[Data records]:

//! Run report: what each stage produced and how the run ended

use std::collections::BTreeMap;
use std::fmt;
use std::path::{Path, PathBuf};

use chrono::{DateTime, Utc};
use serde::{Deserialize, Serialize};
use serde_json::Value;

use super::config::PipelineStage;
use super::error::{PipelineError, PipelineResult};

/// Report of one pipeline run, written as JSON when `report_path` is set
#[derive(Debug, Clone, Serialize, Deserialize)]
pub struct PipelineReport {
    pub run_id: String,
    /// SHA-256 of the effective configuration
    pub config_hash: String,
    pub started_at: DateTime<Utc>,
    pub finished_at: Option<DateTime<Utc>>,
    pub status: PipelineStatus,
    /// Stages that ran to the end, in execution order
    pub stages_completed: Vec<PipelineStage>,
    /// Stage that aborted or failed the run
    pub stopped_at: Option<PipelineStage>,
    pub outputs: BTreeMap<PipelineStage, StageOutput>,
    pub error: Option<String>,
}

impl PipelineReport {
    pub fn new(run_id: impl Into<String>, config_hash: impl Into<String>) -> Self {
        Self {
            run_id: run_id.into(),
            config_hash: config_hash.into(),
            started_at: Utc::now(),
            finished_at: None,
            status: PipelineStatus::Running,
            stages_completed: Vec::new(),
            stopped_at: None,
            outputs: BTreeMap::new(),
            error: None,
        }
    }

    /// Record a stage that ran to the end, whatever its outcome
    pub fn complete_stage(&mut self, stage: PipelineStage, output: StageOutput) {
        self.stages_completed.push(stage);
        self.outputs.insert(stage, output);
    }

    /// Stop the run at `stage`; later stages never execute
    pub fn abort(&mut self, stage: PipelineStage, output: StageOutput, error: impl Into<String>) {
        self.outputs.insert(stage, output);
        self.finish(PipelineStatus::Aborted, Some(stage), Some(error.into()));
    }

    /// End the run as failed after `stage` has been recorded
    pub fn fail(&mut self, stage: PipelineStage, error: impl Into<String>) {
        self.finish(PipelineStatus::Failed, Some(stage), Some(error.into()));
    }

    pub fn complete(&mut self) {
        self.finish(PipelineStatus::Completed, None, None);
    }

    fn finish(
        &mut self,
        status: PipelineStatus,
        stopped_at: Option<PipelineStage>,
        error: Option<String>,
    ) {
        self.status = status;
        self.stopped_at = stopped_at;
        self.error = error;
        self.finished_at = Some(Utc::now());
    }

    pub fn is_success(&self) -> bool {
        self.status == PipelineStatus::Completed
    }

    pub fn is_stage_completed(&self, stage: PipelineStage) -> bool {
        self.stages_completed.contains(&stage)
    }

    pub fn stage_output(&self, stage: PipelineStage) -> Option<&StageOutput> {
        self.outputs.get(&stage)
    }

    /// Wall-clock run time; a running report measures up to now
    pub fn duration_ms(&self) -> u64 {
        let end = self.finished_at.unwrap_or_else(Utc::now);
        (end - self.started_at).num_milliseconds().max(0) as u64
    }

    /// Duration as `250ms`, `12s` or `1m 5s`
    pub fn duration_formatted(&self) -> String {
        let ms = self.duration_ms();
        match (ms / 60_000, ms / 1000 % 60) {
            (0, 0) => format!("{ms}ms"),
            (0, secs) => format!("{secs}s"),
            (mins, secs) => format!("{mins}m {secs}s"),
        }
    }

    /// Write the report as pretty JSON, creating parent directories
    pub fn save(&self, path: &Path) -> PipelineResult<()> {
        let json = serde_json::to_string_pretty(self)?;
        if let Some(parent) = path.parent().filter(|p| !p.as_os_str().is_empty()) {
            std::fs::create_dir_all(parent)
                .map_err(|e| PipelineError::report_io(parent, "directory creation", e))?;
        }
        std::fs::write(path, json).map_err(|e| PipelineError::report_io(path, "write", e))
    }

    pub fn load(path: &Path) -> PipelineResult<Self> {
        let json =
            std::fs::read_to_string(path).map_err(|e| PipelineError::report_io(path, "read", e))?;
        Ok(serde_json::from_str(&json)?)
    }

    /// Print a per-stage summary to stderr
    pub fn print_summary(&self) {
        eprintln!();
        eprintln!("Run {} {} in {}", self.run_id, self.status, self.duration_formatted());

        for (stage, output) in &self.outputs {
            eprintln!(
                "  {}. {:<9} {:<7} {:>6}ms",
                stage.index(),
                stage.name(),
                output.state,
                output.duration_ms
            );
            for line in output.note.iter().flat_map(|note| note.lines()) {
                eprintln!("       {line}");
            }
        }

        if let Some(ref error) = self.error {
            eprintln!("Error: {error}");
        }
    }
}

/// How a run ended
#[derive(Debug, Clone, Copy, PartialEq, Eq, Serialize, Deserialize)]
#[serde(rename_all = "lowercase")]
pub enum PipelineStatus {
    Running,
    /// Every stage ran; the load may still have been skipped or failed
    Completed,
    /// Fetch or enrichment failed and later stages did not run
    Aborted,
    /// A stage received malformed input, or the load did not succeed and
    /// `fail_on_load_error` is set
    Failed,
}

impl fmt::Display for PipelineStatus {
    fn fmt(&self, f: &mut fmt::Formatter<'_>) -> fmt::Result {
        let label = match self {
            Self::Running => "running",
            Self::Completed => "completed",
            Self::Aborted => "aborted",
            Self::Failed => "failed",
        };
        f.write_str(label)
    }
}

/// Outcome of a single stage
#[derive(Debug, Clone, Copy, PartialEq, Eq, Serialize, Deserialize)]
#[serde(rename_all = "lowercase")]
pub enum StageState {
    Ok,
    Skipped,
    Failed,
}

impl fmt::Display for StageState {
    fn fmt(&self, f: &mut fmt::Formatter<'_>) -> fmt::Result {
        let label = match self {
            Self::Ok => "ok",
            Self::Skipped => "skipped",
            Self::Failed => "failed",
        };
        f.write_str(label)
    }
}

/// What one stage produced
#[derive(Debug, Clone, PartialEq, Serialize, Deserialize)]
pub struct StageOutput {
    pub state: StageState,
    /// Skip reason or failure message
    pub note: Option<String>,
    /// Files written by the stage
    #[serde(default, skip_serializing_if = "Vec::is_empty")]
    pub files: Vec<PathBuf>,
    /// Row counts, digests and other stage figures
    #[serde(default)]
    pub metrics: BTreeMap<String, Value>,
    pub duration_ms: u64,
}

impl StageOutput {
    fn new(state: StageState, note: Option<String>) -> Self {
        Self {
            state,
            note,
            files: Vec::new(),
            metrics: BTreeMap::new(),
            duration_ms: 0,
        }
    }

    pub fn ok() -> Self {
        Self::new(StageState::Ok, None)
    }

    pub fn skipped(reason: impl Into<String>) -> Self {
        Self::new(StageState::Skipped, Some(reason.into()))
    }

    pub fn failed(message: impl Into<String>) -> Self {
        Self::new(StageState::Failed, Some(message.into()))
    }

    pub fn is_ok(&self) -> bool {
        self.state == StageState::Ok
    }

    pub fn with_file(mut self, path: impl Into<PathBuf>) -> Self {
        self.files.push(path.into());
        self
    }

    pub fn with_metric(mut self, key: impl Into<String>, value: Value) -> Self {
        self.metrics.insert(key.into(), value);
        self
    }

    pub fn with_duration(mut self, ms: u64) -> Self {
        self.duration_ms = ms;
        self
    }
}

[Your goal]: When a line in the material above contains the word "Deserialize", copy that line out.

[Your response]:
use serde::{Deserialize, Serialize};
#[derive(Debug, Clone, Serialize, Deserialize)]
#[derive(Debug, Clone, Copy, PartialEq, Eq, Serialize, Deserialize)]
#[derive(Debug, Clone, Copy, PartialEq, Eq, Serialize, Deserialize)]
#[derive(Debug, Clone, PartialEq, Serialize, Deserialize)]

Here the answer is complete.